Malcolm's father, Earl Little, was a Baptist preacher and would host gatherings with other Garvey supporters in their home, which exposed Malcolm to the problems of race early in his childhood.
Because of his parents' activism, Malcolm's family was constantly harassed by the Ku Klux Klan. Just before Malcolm was born, the KKK shattered all their windows in Omaha. A few years later, after they moved to Lansing, Michigan, an offshoot of the Klan burned their house down.
When Malcolm was six years old, his father was killed after being struck by a streetcar. Authorities ruled it an accident, but Malcolm's family and the town's African-American residents suspected white racists had beaten him and placed him on the tracks to be run over.
Malcolm also lost other relatives to violence, including an uncle he said was lynched.
Years after her his father's death, Malcolm's mother Louise suffered a mental breakdown and was institutionalized, forcing Malcolm and his siblings to be separated and put in foster homes.

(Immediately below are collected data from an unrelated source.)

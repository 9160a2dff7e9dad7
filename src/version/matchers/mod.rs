//! Version matching strategies

pub mod pattern;
pub mod pyproject;

pub use pattern::PatternMatcher;
pub use pyproject::PyprojectMatcher;
//! Detection of build-time computed versions
//!
//! Projects using semantic-release, setuptools_scm, Maven CI-friendly versions
//! and similar tools keep a placeholder (or nothing) in their metadata file.
//! Indicators from the project descriptor describe what such a file looks like;
//! a file matching any of them is reported as dynamically versioned.

use std::path::Path;
use std::sync::Arc;

use tracing::debug;

use crate::config::DynamicVersionIndicator;
use crate::fs::FileReader;
use crate::version::cache::PatternCache;
use crate::version::error::ExtractError;

const FIELD: &str = "{field}";
const VALUE: &str = "{value}";

/// One way a field can hold a value
struct ValueShape {
    name: &'static str,
    template: &'static str,
    /// Shape applies only to this exact field name
    field: Option<&'static str>,
}

/// Tried in order for every `(field, value)` pair; `{field}` and `{value}` are
/// substituted regex-escaped
const VALUE_SHAPES: &[ValueShape] = &[
    // dynamic = ["version"]
    ValueShape {
        name: "array-membership",
        template: r#"(?m){field}\s*=\s*\[.*?["']{value}["'].*?\]"#,
        field: None,
    },
    // "version": "0.0.0-development"
    ValueShape {
        name: "json-string",
        template: r#"(?m)["']{field}["']\s*:\s*["']{value}["']"#,
        field: None,
    },
    // "scripts": { "release": "semantic-release" }
    ValueShape {
        name: "json-object",
        template: r#"(?m)["']{field}["']\s*:\s*\{[^}]*["']{value}["']"#,
        field: None,
    },
    // version = "0.0.0"
    ValueShape {
        name: "toml-string",
        template: r#"(?m){field}\s*=\s*["']{value}["']"#,
        field: None,
    },
    // build = "scripts/build.rs"
    ValueShape {
        name: "quoted-path",
        template: r#"(?m){field}\s*=\s*["'][^"']*{value}[^"']*["']"#,
        field: None,
    },
    // <version>${revision}</version>
    ValueShape {
        name: "xml-tag",
        template: r"(?m)<{field}[^>]*>.*?{value}.*?</{field}>",
        field: None,
    },
    // module github.com/org/repo
    ValueShape {
        name: "go-module",
        template: r"(?m){field}\s+[^\s]*{value}[^\s]*",
        field: Some("module"),
    },
    // Field and value anywhere on the same line
    ValueShape {
        name: "same-line",
        template: r"(?m)^.*(?:\b{field}\b.*{value}|{value}.*\b{field}\b).*$",
        field: None,
    },
];

impl ValueShape {
    fn applies_to(&self, field: &str) -> bool {
        self.field.is_none_or(|only| only == field)
    }

    fn render(&self, field: &str, value: &str) -> String {
        self.template
            .replace(FIELD, &regex::escape(field))
            .replace(VALUE, &regex::escape(value))
    }
}

pub struct DynamicVersionDetector {
    cache: Arc<PatternCache>,
    reader: FileReader,
}

impl DynamicVersionDetector {
    pub fn new(cache: Arc<PatternCache>, reader: FileReader) -> Self {
        Self { cache, reader }
    }

    /// Whether the file at `path` matches any of `indicators`
    pub fn detect(
        &self,
        path: &Path,
        indicators: &[DynamicVersionIndicator],
    ) -> Result<bool, ExtractError> {
        let content = self.reader.read_content(path, true)?;

        for indicator in indicators {
            if self.section_exists(indicator, &content)? || self.field_contains(indicator, &content)? {
                return Ok(true);
            }
        }

        Ok(false)
    }

    fn section_exists(
        &self,
        indicator: &DynamicVersionIndicator,
        content: &str,
    ) -> Result<bool, ExtractError> {
        let Some(section) = indicator.path.as_deref().filter(|_| indicator.exists) else {
            return Ok(false);
        };
        if section.is_empty() {
            return Ok(false);
        }

        let re = self
            .cache
            .get(&format!(r"(?m)^\s*{}\s*$", regex::escape(section)))?;
        let found = re.is_match(content);
        if found {
            debug!("Dynamic versioning section {} present", section);
        }
        Ok(found)
    }

    fn field_contains(
        &self,
        indicator: &DynamicVersionIndicator,
        content: &str,
    ) -> Result<bool, ExtractError> {
        let Some(field) = indicator.field.as_deref().filter(|field| !field.is_empty()) else {
            return Ok(false);
        };

        for value in &indicator.contains {
            for shape in VALUE_SHAPES.iter().filter(|shape| shape.applies_to(field)) {
                let re = self.cache.get(&shape.render(field, value))?;
                if re.is_match(content) {
                    debug!("Dynamic versioning: {} contains {} ({})", field, value, shape.name);
                    return Ok(true);
                }
            }
        }

        Ok(false)
    }
}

Despite his tumultuous childhood, Malcolm excelled in school. He was an ambitious kid who dreamed of going to law school. But by age 15 he dropped out after a teacher told him that becoming a lawyer was "no realistic goal for a nigger."
After dropping out of school, Malcolm moved to Boston to live with his older half-sister, Ella. In late 1945, after living in Harlem for a few years, Malcolm and four accomplices robbed the Boston homes of several wealthy white families. He was arrested the next year and sentenced to 10 years in prison.
Young Malcolm found refuge in the prison library, where he copied the entire dictionary and read books on science, history, and philosophy.
"In every free moment I had, if I was not reading in the library, I was reading on my bunk," Malcolm revealed in The Autobiography of Malcolm X. "You couldn't have gotten me out of books with a wedge... Months passed without my even thinking about being imprisoned. In fact, up to then, I never had been so truly free in my life."
Joining The Nation Of Islam
Malcolm's first brush with the Nation of Islam (NOI) was when his brothers, Reginald and Wilfred, told him about it while he was in prison.
Malcolm was skeptical at first — as he was of all religions. The religion preached that Blacks were innately superior and that whites were the devil. When Reginald visited Malcolm in prison to convince him to jin NOI, Malcolm wondered how whites could be the devil if, for example, they gave him $1000 every time he used to smuggle drugs in a suitcase. Wilfred remembered Reginald's account of their conversation some decades later:
"'Okay, let's just take a look at it. You don't believe they're the devil. What you brought back was probably worth maybe $300,000, and they gave you a thousand dollars, and you're the one who was taking the chance. If you got caught with it, you were the one who'd have gone to jail. After that, once they get it here, who do they sell it to? They're selling it to our people, and ruining our people with that stuff.' So then he looked at it from a different perspective and he saw what they meant when they said the white man was the devil. And then he decided he wanted to get involved."
Malcolm replaced his surname "Little" with an "X," an NOI tradition. "For me, my 'X' replaced the white slavemaster name of 'Little' which some blue-eyed devil named Little had imposed upon my paternal forebears," he later wrote. He started writing to Elijah Muhammad, leader of NOI, who was taken by Malcolm's intelligence.
Muhammad made Malcolm X minister of several NOI temples soon after Malcolm's release from prison in 1952.
Under his new name, he quickly worked on helping Muhammad expand his base of followers, traveling across the country to preach their message of a separate and powerful Black state.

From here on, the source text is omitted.